Implicit Discourse Relation Identification for Open-domain Dialogues

Jiaqi Wu; Kevin K. Bowden; Marilyn Walker; Mingyu Derek Ma; Wen Cui

arxiv: 1907.03975 · v1 · pith:VK7F2RIWnew · submitted 2019-07-09 · 💻 cs.CL

Implicit Discourse Relation Identification for Open-domain Dialogues

Mingyu Derek Ma , Kevin K. Bowden , Jiaqi Wu , Wen Cui , Marilyn Walker This is my paper

Pith reviewed 2026-05-25 00:52 UTC · model grok-4.3

classification 💻 cs.CL

keywords implicit discourse relationsopen-domain dialoguesdiscourse parsingdialogue systemsautomatic extractionfeature ablationcorpus creation

0 comments

The pith

A pipeline automatically extracts implicit discourse relation pairs from open-domain dialogues and uses dialogue features to improve identification models.

A machine-rendered reading of the paper's core claim, the machinery that carries it, and where it could break.

The paper establishes a new approach to identifying implicit discourse relations specifically for open-domain dialogues rather than formal written text. It does this by designing a pipeline that automatically extracts relation argument pairs and labels from sequences of dialogic turns to build a dedicated corpus. The work then incorporates unique dialogue features into existing models and uses ablation to demonstrate gains. A sympathetic reader would care because current systems struggle with the informal and topic-shifting nature of real conversations, and this could make dialogue agents more coherent.

Core claim

We designed a novel discourse relation identification pipeline specifically tuned for open-domain dialogue systems. We firstly propose a method to automatically extract the implicit discourse relation argument pairs and labels from a dataset of dialogic turns, resulting in a novel corpus of discourse relation pairs; the first of its kind to attempt to identify the discourse relations connecting the dialogic turns in open-domain discourse. Moreover, we have taken the first steps to leverage the dialogue features unique to our task to further improve the identification of such relations by performing feature ablation and incorporating dialogue features to enhance the state-of-the-art model.

What carries the argument

The novel discourse relation identification pipeline tuned for open-domain dialogue systems, which includes automatic extraction of argument pairs from dialogic turns.

If this is right

The resulting corpus enables training models on dialogic rather than formal text data.
Incorporating dialogue features improves performance on identifying relations in conversations.
Feature ablation reveals which dialogue aspects contribute most to the task.
This addresses the unsuitability of news and journal corpora for dialogue nuances and topics.
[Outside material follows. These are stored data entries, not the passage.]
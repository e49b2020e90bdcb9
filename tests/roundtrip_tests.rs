// Roundtrip tests - encode blocks with Input and decode them with Results
// Property tests cover the time-of-day conversion for every precision

use bytes::BytesMut;
use chrono::{
    NaiveTime,
    Timelike,
};
use clickhouse_native_proto::{
    block,
    column::*,
    io::Reader,
    types::{
        Precision,
        Time,
        Time64,
    },
    Block,
    Input,
    ProtocolVersion,
    Results,
    TypeEncoding,
};
use proptest::prelude::*;

// ============================================================================
// Test Helper Functions
// ============================================================================

fn sample_input() -> Input {
    let mut t = ColumnTime::new();
    t.append_time(&NaiveTime::from_hms_opt(1, 2, 3).unwrap());
    t.append(None);

    let mut t64 = ColumnTime64::new().with_precision(Precision::MICRO);
    t64.append_time(&NaiveTime::from_hms_micro_opt(4, 5, 6, 7).unwrap());
    t64.append_time(&NaiveTime::from_hms_micro_opt(23, 0, 0, 1).unwrap());

    let mut n = ColumnInt64::new();
    n.append(-5);
    n.append(5);

    Input::new()
        .with_column("t", Box::new(t))
        .with_column("t64", Box::new(t64))
        .with_column("n", Box::new(n))
}

fn roundtrip(
    input: &Input,
    proto: &ProtocolVersion,
    encoding: TypeEncoding,
) -> Results {
    let mut buf = BytesMut::new();
    Block::encode(&mut buf, proto, input, encoding).unwrap();

    let mut results = Results::new();
    let mut reader = Reader::new(&buf[..]);
    Block::decode(&mut reader, proto, &mut results.auto()).unwrap();
    assert_eq!(reader.offset(), buf.len() as u64);
    results
}

fn check_sample(results: &Results) {
    assert_eq!(results.len(), 3);
    assert_eq!(results.rows(), 2);

    let t = results.column_as::<ColumnTime>("t").unwrap();
    let first = t.row(0).unwrap();
    assert_eq!((first.hour(), first.minute(), first.second()), (1, 2, 3));
    assert_eq!(t.row(1), None);

    let t64 = results.column_as::<ColumnTime64>("t64").unwrap();
    assert_eq!(t64.precision(), Some(Precision::MICRO));
    assert_eq!(t64.row(0).unwrap().nanosecond(), 7_000);
    assert_eq!(t64.row(1).unwrap().hour(), 23);

    let n = results.column_as::<ColumnInt64>("n").unwrap();
    assert_eq!(n.data(), &[-5, 5]);
}

// ============================================================================
// Block Roundtrip Tests
// ============================================================================

#[test]
fn test_roundtrip_name_encoding() {
    let results =
        roundtrip(&sample_input(), &ProtocolVersion::CURRENT, TypeEncoding::Name);
    check_sample(&results);
}

#[test]
fn test_roundtrip_binary_encoding() {
    let results =
        roundtrip(&sample_input(), &ProtocolVersion::CURRENT, TypeEncoding::Binary);
    check_sample(&results);
}

#[test]
fn test_roundtrip_legacy_revision() {
    for revision in [50_000, 51_000, 54_453] {
        let proto = ProtocolVersion::new(revision);
        let results = roundtrip(&sample_input(), &proto, TypeEncoding::Binary);
        check_sample(&results);
    }
}

#[test]
fn test_roundtrip_into_declared_schema() {
    let proto = ProtocolVersion::CURRENT;
    let mut buf = BytesMut::new();
    Block::encode(&mut buf, &proto, &sample_input(), TypeEncoding::Binary).unwrap();

    let mut results = Results::new()
        .with_column("t", Box::new(ColumnTime::new().raw()))
        .with_column("t64", Box::new(ColumnTime64::new().raw()))
        .with_column("", Box::new(ColumnAuto::new()));
    Block::decode(&mut Reader::new(&buf[..]), &proto, &mut results).unwrap();

    let t = results.column_as::<ColumnTimeRaw>("t").unwrap();
    assert_eq!(t.row(0), Time(3_723_000_000_000));
    let t64 = results.column_as::<ColumnTime64Raw>("t64").unwrap();
    assert_eq!(t64.precision(), Some(Precision::MICRO));
    assert_eq!(t64.row(0), Time64(14_706_000_007));
    assert_eq!(results[2].name, "n");
}

#[test]
fn test_roundtrip_data_packet() {
    let proto = ProtocolVersion::CURRENT;
    let mut buf = BytesMut::new();
    block::encode_data(&mut buf, &proto, "", &sample_input(), TypeEncoding::Name)
        .unwrap();

    let mut results = Results::new();
    let (table, header) =
        block::decode_data(&mut Reader::new(&buf[..]), &proto, &mut results.auto())
            .unwrap();
    assert_eq!(table, "");
    assert_eq!(header, Block::new(3, 2));
    check_sample(&results);
}

#[test]
fn test_roundtrip_empty_block() {
    let input = Input::new().with_column(
        "t",
        Box::new(ColumnTime64::new().with_precision(Precision::MILLI)),
    );
    let results =
        roundtrip(&input, &ProtocolVersion::CURRENT, TypeEncoding::Binary);
    assert_eq!(results.len(), 1);
    assert_eq!(results.rows(), 0);
    assert_eq!(results[0].data.column_type(), "Time64(3)");
}

#[test]
fn test_mismatched_rows_rejected() {
    let mut a = ColumnTime::new();
    a.append(None);
    let input = Input::new()
        .with_column("a", Box::new(a))
        .with_column("b", Box::new(ColumnTime::new()));

    let mut buf = BytesMut::new();
    assert!(Block::encode(&mut buf, &ProtocolVersion::CURRENT, &input, TypeEncoding::Name)
        .is_err());
}

// ============================================================================
// Property Tests
// ============================================================================

fn time_of_day() -> impl Strategy<Value = NaiveTime> {
    (0u32..24, 0u32..60, 0u32..60, 0u32..1_000_000_000).prop_map(
        |(h, m, s, n)| NaiveTime::from_hms_nano_opt(h, m, s, n).unwrap(),
    )
}

proptest! {
    #[test]
    fn prop_time_round_trip(t in time_of_day()) {
        let raw = Time::from_time(&t);
        prop_assert_eq!(raw.to_naive_time(), Some(t));

        let mut col = ColumnTime::new();
        col.append_time(&t);
        let mut buf = BytesMut::new();
        col.encode_column(&mut buf);

        let mut decoded = ColumnTime::new();
        decoded.decode_column(&mut Reader::new(&buf[..]), 1).unwrap();
        prop_assert_eq!(decoded.data(), col.data());
        if raw.0 != 0 {
            let got = decoded.row(0).unwrap();
            prop_assert_eq!(
                (got.hour(), got.minute(), got.second(), got.nanosecond()),
                (t.hour(), t.minute(), t.second(), t.nanosecond())
            );
        }
    }

    #[test]
    fn prop_time64_truncates(t in time_of_day(), digits in 0u8..=9) {
        let p = Precision::new(digits).unwrap();
        let raw = Time64::from_time(&t, p);

        let scale = p.scale() as u32;
        let expected = t.with_nanosecond(t.nanosecond() / scale * scale).unwrap();
        prop_assert_eq!(raw.to_naive_time(p), Some(expected));
        prop_assert!(raw.nanos(p) <= Time::from_time(&t).0);
    }

    #[test]
    fn prop_time64_column_agreement(
        times in prop::collection::vec(time_of_day(), 0..50),
        digits in 0u8..=9,
    ) {
        let p = Precision::new(digits).unwrap();
        let mut col = ColumnTime64::new().with_precision(p);
        for t in &times {
            col.append_time(t);
        }

        let mut buf = BytesMut::new();
        col.encode_column(&mut buf);
        prop_assert_eq!(buf.len(), times.len() * 8);

        let mut decoded = ColumnTime64::new().with_precision(p);
        decoded.decode_column(&mut Reader::new(&buf[..]), times.len()).unwrap();
        prop_assert_eq!(decoded.data(), col.data());
    }
}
Where Pith is reading between the lines

These are editorial extensions of the paper, not claims the author makes directly.
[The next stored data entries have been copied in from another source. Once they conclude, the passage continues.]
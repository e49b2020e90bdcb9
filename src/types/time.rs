//! Time-of-day scalar types.
//!
//! **ClickHouse Documentation:**
//! - <https://clickhouse.com/docs/en/sql-reference/data-types/time>
//! - <https://clickhouse.com/docs/en/sql-reference/data-types/time64>
//!
//! Both types are 8-byte signed integers counting from midnight. `Time`
//! counts nanoseconds; `Time64` counts units of its [`Precision`], which is
//! not stored with the value.
//!
//! A raw value of 0 is the "unset" sentinel: it renders as `None` and
//! `None` encodes to 0. Exact midnight also encodes to 0, so midnight reads
//! back as unset.

use super::Precision;
use chrono::{
    DateTime,
    Duration,
    Local,
    NaiveDateTime,
    NaiveTime,
    Offset,
    TimeZone,
    Timelike,
};

pub const NANOS_PER_SECOND: i64 = 1_000_000_000;
pub const NANOS_PER_MINUTE: i64 = 60 * NANOS_PER_SECOND;
pub const NANOS_PER_HOUR: i64 = 60 * NANOS_PER_MINUTE;

/// Nanoseconds since midnight, ignoring date and timezone.
fn nanos_of_day<T: Timelike>(t: &T) -> i64 {
    t.hour() as i64 * NANOS_PER_HOUR
        + t.minute() as i64 * NANOS_PER_MINUTE
        + t.second() as i64 * NANOS_PER_SECOND
        + t.nanosecond() as i64
}

/// Split nanoseconds since midnight into hour, minute, second, nanosecond.
fn clock(nanos: i64) -> (i64, i64, i64, i64) {
    let hour = nanos / NANOS_PER_HOUR;
    let rem = nanos % NANOS_PER_HOUR;
    let minute = rem / NANOS_PER_MINUTE;
    let rem = rem % NANOS_PER_MINUTE;
    (hour, minute, rem / NANOS_PER_SECOND, rem % NANOS_PER_SECOND)
}

/// Anchor a time of day to today's date in local time.
///
/// Components outside a single day roll over into neighbouring days.
fn anchor_today(nanos: i64) -> DateTime<Local> {
    let (hour, minute, second, nano) = clock(nanos);
    let midnight = Local::now().date_naive().and_time(NaiveTime::MIN);
    let naive = midnight
        + Duration::hours(hour)
        + Duration::minutes(minute)
        + Duration::seconds(second)
        + Duration::nanoseconds(nano);
    resolve_local(&Local, &naive)
}

/// How far back to look for the offset in force before a DST gap.
const GAP_LOOKBACK_HOURS: i64 = 3;

/// Resolve a wall-clock reading in `tz`.
///
/// Ambiguous readings take the earlier instant. A reading inside a DST gap
/// is interpreted with the offset in force before the gap, which moves it
/// forward by the gap length (02:30 becomes 03:30 on a one-hour gap).
fn resolve_local<Tz: TimeZone>(tz: &Tz, naive: &NaiveDateTime) -> DateTime<Tz> {
    if let Some(dt) = tz.from_local_datetime(naive).earliest() {
        return dt;
    }
    let before = *naive - Duration::hours(GAP_LOOKBACK_HOURS);
    match tz.from_local_datetime(&before).earliest() {
        Some(dt) => {
            let offset = dt.offset().fix().local_minus_utc() as i64;
            tz.from_utc_datetime(&(*naive - Duration::seconds(offset)))
        }
        None => tz.from_utc_datetime(naive),
    }
}

fn naive_time(nanos: i64) -> Option<NaiveTime> {
    if !(0..24 * NANOS_PER_HOUR).contains(&nanos) {
        return None;
    }
    let (hour, minute, second, nano) = clock(nanos);
    NaiveTime::from_hms_nano_opt(
        hour as u32,
        minute as u32,
        second as u32,
        nano as u32,
    )
}

/// Time of day with nanosecond resolution.
#[derive(Debug, Clone, Copy, PartialEq, Eq, PartialOrd, Ord, Hash, Default)]
pub struct Time(pub i64);

impl Time {
    /// Encode the time-of-day part of `t`.
    pub fn from_time<T: Timelike>(t: &T) -> Time {
        Time(nanos_of_day(t))
    }

    /// Encode an optional timestamp, `None` being the unset sentinel.
    pub fn from_datetime<T: Timelike>(t: Option<&T>) -> Time {
        t.map_or(Time(0), Time::from_time)
    }

    /// Today's local timestamp at this time of day; `None` for the unset
    /// sentinel.
    pub fn to_datetime(self) -> Option<DateTime<Local>> {
        if self.0 == 0 {
            return None;
        }
        Some(anchor_today(self.0))
    }

    /// Exact time of day, `None` if outside a single day.
    ///
    /// Unlike [`Time::to_datetime`], 0 is midnight here.
    pub fn to_naive_time(self) -> Option<NaiveTime> {
        naive_time(self.0)
    }
}

impl From<i64> for Time {
    fn from(v: i64) -> Self {
        Time(v)
    }
}

/// Time of day in units of an external [`Precision`].
#[derive(Debug, Clone, Copy, PartialEq, Eq, PartialOrd, Ord, Hash, Default)]
pub struct Time64(pub i64);

impl Time64 {
    /// Encode the time-of-day part of `t`, truncating below `p`.
    pub fn from_time<T: Timelike>(t: &T, p: Precision) -> Time64 {
        Time64(nanos_of_day(t) / p.scale())
    }

    pub fn from_datetime<T: Timelike>(t: Option<&T>, p: Precision) -> Time64 {
        t.map_or(Time64(0), |t| Time64::from_time(t, p))
    }

    /// Nanoseconds since midnight at precision `p`.
    pub fn nanos(self, p: Precision) -> i64 {
        self.0.saturating_mul(p.scale())
    }

    pub fn to_datetime(self, p: Precision) -> Option<DateTime<Local>> {
        if self.0 == 0 {
            return None;
        }
        Some(anchor_today(self.nanos(p)))
    }

    pub fn to_naive_time(self, p: Precision) -> Option<NaiveTime> {
        naive_time(self.nanos(p))
    }
}

impl From<i64> for Time64 {
    fn from(v: i64) -> Self {
        Time64(v)
    }
}

#[cfg(test)]
mod tests {
    use super::*;
    use chrono::{
        FixedOffset,
        LocalResult,
        NaiveDate,
        Utc,
    };

    /// Zone at +01:00 that springs forward to +02:00 at 2024-03-31 01:00 UTC,
    /// skipping local 02:00..03:00.
    #[derive(Debug, Clone, Copy)]
    struct SpringForward;

    fn transition() -> NaiveDateTime {
        NaiveDate::from_ymd_opt(2024, 3, 31)
            .unwrap()
            .and_hms_opt(1, 0, 0)
            .unwrap()
    }

    fn winter() -> FixedOffset {
        FixedOffset::east_opt(3600).unwrap()
    }

    fn summer() -> FixedOffset {
        FixedOffset::east_opt(7200).unwrap()
    }

    impl TimeZone for SpringForward {
        type Offset = FixedOffset;

        fn from_offset(_: &FixedOffset) -> Self {
            SpringForward
        }

        fn offset_from_local_date(
            &self,
            local: &NaiveDate,
        ) -> LocalResult<FixedOffset> {
            self.offset_from_local_datetime(&local.and_time(NaiveTime::MIN))
        }

        fn offset_from_local_datetime(
            &self,
            local: &NaiveDateTime,
        ) -> LocalResult<FixedOffset> {
            let as_winter = *local - Duration::hours(1) < transition();
            let as_summer = *local - Duration::hours(2) >= transition();
            match (as_winter, as_summer) {
                (true, false) => LocalResult::Single(winter()),
                (false, true) => LocalResult::Single(summer()),
                (true, true) => LocalResult::Ambiguous(winter(), summer()),
                (false, false) => LocalResult::None,
            }
        }

        fn offset_from_utc_date(&self, _utc: &NaiveDate) -> FixedOffset {
            winter()
        }

        fn offset_from_utc_datetime(&self, utc: &NaiveDateTime) -> FixedOffset {
            if *utc < transition() {
                winter()
            } else {
                summer()
            }
        }
    }

    fn march_31(h: u32, m: u32) -> NaiveDateTime {
        NaiveDate::from_ymd_opt(2024, 3, 31)
            .unwrap()
            .and_hms_opt(h, m, 0)
            .unwrap()
    }

    fn sample() -> DateTime<Utc> {
        NaiveDate::from_ymd_opt(2023, 1, 1)
            .unwrap()
            .and_hms_nano_opt(14, 30, 45, 123_456_789)
            .unwrap()
            .and_utc()
    }

    #[test]
    fn test_time_conversion() {
        let now = sample();
        let t = Time::from_time(&now);
        assert_eq!(t.0, 52_245_123_456_789);

        let result = t.to_datetime().unwrap();
        assert_eq!(result.hour(), 14);
        assert_eq!(result.minute(), 30);
        assert_eq!(result.second(), 45);
        assert_eq!(result.nanosecond(), 123_456_789);
        assert_eq!(result.date_naive(), Local::now().date_naive());
    }

    #[test]
    fn test_time64_conversion() {
        let now = sample();
        for p in [
            Precision::SECOND,
            Precision::MILLI,
            Precision::MICRO,
            Precision::NANO,
        ] {
            let t = Time64::from_time(&now, p);
            let result = t.to_datetime(p).unwrap();

            assert_eq!(result.hour(), 14, "precision {}", p);
            assert_eq!(result.minute(), 30, "precision {}", p);
            assert_eq!(result.second(), 45, "precision {}", p);
            let expected = 123_456_789 / p.scale() * p.scale();
            assert_eq!(result.nanosecond() as i64, expected, "precision {}", p);
        }
    }

    #[test]
    fn test_time64_truncates() {
        let now = sample();
        assert_eq!(Time64::from_time(&now, Precision::MILLI).0, 52_245_123);
        assert_eq!(Time64::from_time(&now, Precision::SECOND).0, 52_245);
    }

    #[test]
    fn test_zero_sentinel() {
        assert_eq!(Time::from_datetime::<NaiveTime>(None), Time(0));
        assert_eq!(Time(0).to_datetime(), None);
        assert_eq!(Time64(0).to_datetime(Precision::MILLI), None);

        // Midnight collides with the sentinel.
        let midnight = NaiveTime::MIN;
        assert_eq!(Time::from_time(&midnight), Time(0));
        assert_eq!(Time(0).to_naive_time(), Some(midnight));
    }

    #[test]
    fn test_naive_time_range() {
        assert!(Time(-1).to_naive_time().is_none());
        assert!(Time(24 * NANOS_PER_HOUR).to_naive_time().is_none());
        assert_eq!(
            Time(NANOS_PER_HOUR + 2 * NANOS_PER_MINUTE + 3).to_naive_time(),
            NaiveTime::from_hms_nano_opt(1, 2, 0, 3)
        );
    }

    #[test]
    fn test_resolve_local_outside_gap() {
        let dt = resolve_local(&SpringForward, &march_31(1, 30));
        assert_eq!(dt.naive_local(), march_31(1, 30));
        assert_eq!(dt.naive_utc(), march_31(0, 30));

        let dt = resolve_local(&SpringForward, &march_31(4, 0));
        assert_eq!(dt.naive_utc(), march_31(2, 0));
    }

    #[test]
    fn test_resolve_local_in_gap_moves_forward() {
        let dt = resolve_local(&SpringForward, &march_31(2, 30));
        assert_eq!(dt.naive_local(), march_31(3, 30));
        assert_eq!(dt.naive_utc(), march_31(1, 30));
        assert_eq!(dt.offset().fix(), summer());
    }

    #[test]
    fn test_clock() {
        assert_eq!(clock(52_245_123_456_789), (14, 30, 45, 123_456_789));
        assert_eq!(clock(0), (0, 0, 0, 0));
    }
}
Future dialogue systems could use this method to maintain better discourse coherence across turns.
The extraction technique might apply to other conversational datasets to create more resources.
Improved relation identification could help in tasks like response generation that require understanding connections between utterances.

Load-bearing premise

The automatic extraction method from dialogic turns produces sufficiently accurate implicit discourse relation labels and pairs without substantial noise or mislabeling that would invalidate downstream model improvements.

What would settle it

A manual review of a sample of extracted pairs showing low agreement with the assigned labels would indicate the method does not produce reliable training data.

read the original abstract

Discourse relation identification has been an active area of research for many years, and the challenge of identifying implicit relations remains largely an unsolved task, especially in the context of an open-domain dialogue system. Previous work primarily relies on a corpora of formal text which is inherently non-dialogic, i.e., news and journals. This data however is not suitable to handle the nuances of informal dialogue nor is it capable of navigating the plethora of valid topics present in open-domain dialogue. In this paper, we designed a novel discourse relation identification pipeline specifically tuned for open-domain dialogue systems. We firstly propose a method to automatically extract the implicit discourse relation argument pairs and labels from a dataset of dialogic turns, resulting in a novel corpus of discourse relation pairs; the first of its kind to attempt to identify the discourse relations connecting the dialogic turns in open-domain discourse. Moreover, we have taken the first steps to leverage the dialogue features unique to our task to further improve the identification of such relations by performing feature ablation and incorporating dialogue features to enhance the state-of-the-art model.

Editorial analysis

A structured set of objections, weighed in public.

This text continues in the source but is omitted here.